Following the approximately two-hour autopsy, Chief Medical Examiner Stephen J. Cina said the body was in an advanced state of decomposition but doctors were able to gather samples for toxicological testing. Khan was buried about six months ago.

It could be several weeks before Cina and his team can determine if the autopsy will help police unravel the mystery, he said.

“I can’t really predict how the results are going to turn out,” Cina told reporters in the lobby of his Chicago office. “Cyanide over the postmortem period actually can essentially evaporate and leave the tissue. It is possible that cyanide that was in the tissues is no longer in the tissues after several months.

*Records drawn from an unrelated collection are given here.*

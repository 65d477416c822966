#![allow(dead_code)]

// std
use std::sync::{
	Arc,
	atomic::{AtomicUsize, Ordering},
};
// crates.io
use base64::{Engine, engine::general_purpose::URL_SAFE_NO_PAD};
use http::StatusCode;
use parking_lot::Mutex;
use time::{Duration, OffsetDateTime};
use tokio::sync::{Barrier, Notify};
// self
use bearer_session::{
	auth::{Credential, SignIn},
	coordinator::RenewalOutcome,
	error::TransportError,
	escalation::{AckFuture, SessionEndedNotice, SessionUi},
	http::{HttpRequest, HttpResponse, HttpTransport, TransportFuture},
	renewal::{RenewalEndpoint, RenewalFuture},
	session::Session,
	url::Url,
};

/// Builds a JWT-shaped token whose `exp` claim lies `ttl` from now.
pub fn token_expiring_in(ttl: Duration) -> String {
	token_expiring_at(OffsetDateTime::now_utc() + ttl)
}

pub fn token_expiring_at(instant: OffsetDateTime) -> String {
	let header = URL_SAFE_NO_PAD.encode(br#"{"alg":"HS256","typ":"JWT"}"#);
	let payload = URL_SAFE_NO_PAD.encode(format!(r#"{{"exp":{}}}"#, instant.unix_timestamp()));

	format!("{header}.{payload}.signature")
}

pub fn items_request() -> HttpRequest {
	HttpRequest::get(
		Url::parse("https://app.example.com/api/items/").expect("Fixture URL should parse."),
	)
}

#[derive(Default)]
pub struct RecordingUi {
	pub notices: AtomicUsize,
	pub redirects: AtomicUsize,
	pub warnings_shown: AtomicUsize,
	pub warnings_hidden: AtomicUsize,
	pub last_notice: Mutex<Option<SessionEndedNotice>>,
}
impl RecordingUi {
	pub fn notices(&self) -> usize {
		self.notices.load(Ordering::SeqCst)
	}
}
impl SessionUi for RecordingUi {
	fn expiry_warning(&self, visible: bool) {
		if visible {
			self.warnings_shown.fetch_add(1, Ordering::SeqCst);
		} else {
			self.warnings_hidden.fetch_add(1, Ordering::SeqCst);
		}
	}

	fn session_ended(&self, notice: SessionEndedNotice) -> AckFuture<'_> {
		self.notices.fetch_add(1, Ordering::SeqCst);
		*self.last_notice.lock() = Some(notice);

		Box::pin(async {})
	}

	fn redirect_to_sign_in(&self) {
		self.redirects.fetch_add(1, Ordering::SeqCst);
	}
}

/// Renewal endpoint that blocks every call until [`GatedEndpoint::release`] is called.
pub struct GatedEndpoint {
	pub calls: AtomicUsize,
	gate: Notify,
	outcome: Mutex<RenewalOutcome>,
}
impl GatedEndpoint {
	pub fn new(outcome: RenewalOutcome) -> Arc<Self> {
		Arc::new(Self {
			calls: AtomicUsize::new(0),
			gate: Notify::new(),
			outcome: Mutex::new(outcome),
		})
	}

	pub fn calls(&self) -> usize {
		self.calls.load(Ordering::SeqCst)
	}

	/// Lets the current (or next) renewal call resolve.
	pub fn release(&self) {
		self.gate.notify_one();
	}
}
impl RenewalEndpoint for GatedEndpoint {
	fn renew(&self) -> RenewalFuture<'_> {
		self.calls.fetch_add(1, Ordering::SeqCst);

		Box::pin(async move {
			self.gate.notified().await;

			self.outcome.lock().clone()
		})
	}
}

/// Resource server accepting exactly one bearer token.
///
/// Requests carrying a token containing `stale` are held until `rejected_batch` of them arrived,
/// then all of them are answered with 401 together. Every other token is rejected immediately.
pub struct TokenGate {
	accepted: Option<String>,
	rejections: Barrier,
	pub seen: Mutex<Vec<Option<String>>>,
}
impl TokenGate {
	pub fn new(accepted: Option<&str>, rejected_batch: usize) -> Arc<Self> {
		Arc::new(Self {
			accepted: accepted.map(|token| format!("Bearer {token}")),
			rejections: Barrier::new(rejected_batch),
			seen: Mutex::new(Vec::new()),
		})
	}

	pub fn seen(&self) -> Vec<Option<String>> {
		self.seen.lock().clone()
	}

	pub fn count(&self, authorization: &str) -> usize {
		self.seen.lock().iter().filter(|seen| seen.as_deref() == Some(authorization)).count()
	}
}
impl HttpTransport for TokenGate {
	fn execute(&self, request: HttpRequest) -> TransportFuture<'_> {
		let authorization = request.authorization().map(ToOwned::to_owned);
		let accepted = self.accepted.is_some() && self.accepted == authorization;

		self.seen.lock().push(authorization.clone());

		Box::pin(async move {
			if accepted {
				return Ok::<_, TransportError>(HttpResponse::new(StatusCode::OK));
			}
			if authorization.as_deref().is_some_and(|value| value.contains("stale")) {
				self.rejections.wait().await;
			}

			Ok(HttpResponse::new(StatusCode::UNAUTHORIZED))
		})
	}
}

pub async fn signed_in_session(
	endpoint: Arc<dyn RenewalEndpoint>,
	ui: Arc<RecordingUi>,
	token: &str,
) -> Session {
	let session =
		Session::builder(endpoint, ui).build().expect("Default session configuration is valid.");

	session
		.sign_in(SignIn::new(Credential::from_token(token), Some("reader@example.com".into())))
		.await
		.expect("In-memory sign-in should succeed.");

	session
}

We’ll just have to see how the results play out.”

As the Chicago Tribune first revealed earlier this month, the medical examiner’s office initially ruled Khan died July 20 from hardening of the arteries after no signs of trauma were found on the body and a preliminary blood test didn’t raise any questions. But the investigation was reopened about a week later after a relative raised concerns he may have been poisoned.

Chicago police were notified in September after tests showed cyanide in Khan’s blood. By late November, more comprehensive tests showed lethal levels of the toxic chemical, leading the medical examiner’s office to declare his death a homicide.

Khan had won the scratch-off lottery prize a few weeks before his death, but he didn’t survive long enough to collect the winnings — a lump-sum payment of about $425,000 after taxes.

The effort to exhume Khan’s body began as scheduled at about 7 a.m. CST at a remote section of the Rosehill Cemetery bereft of headstones.